Data for the task
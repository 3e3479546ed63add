// ==========================================
// 装配车间生产跟踪系统 - 领域模型层
// ==========================================
// 职责: 定义领域实体、类型、业务规则接口
// 红线: 不含数据访问逻辑,不含引擎逻辑
// ==========================================

pub mod child_part;
pub mod job_card;
pub mod order;
pub mod types;

// 重导出核心类型
pub use child_part::ChildPartProductionOrder;
pub use job_card::JobCard;
pub use order::{ProcessStep, ProcessTemplate, ProductionOrder};
pub use types::{
    ChildPartStatus, JobCardRole, JobCardStatus, OrderPriority, QcStatus, ScheduleStrategy,
};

Instructions to follow
A word-for-word copy of the data is the expected answer.

Expected output
repository 3e3479546ed63add
// ==========================================
// 装配车间生产跟踪系统 - 领域模型层
// ==========================================
// 职责: 定义领域实体、类型、业务规则接口
// 红线: 不含数据访问逻辑,不含引擎逻辑
// ==========================================

pub mod child_part;
pub mod job_card;
pub mod order;
pub mod types;

// 重导出核心类型
pub use child_part::ChildPartProductionOrder;
pub use job_card::JobCard;
pub use order::{ProcessStep, ProcessTemplate, ProductionOrder};
pub use types::{
    ChildPartStatus, JobCardRole, JobCardStatus, OrderPriority, QcStatus, ScheduleStrategy,
};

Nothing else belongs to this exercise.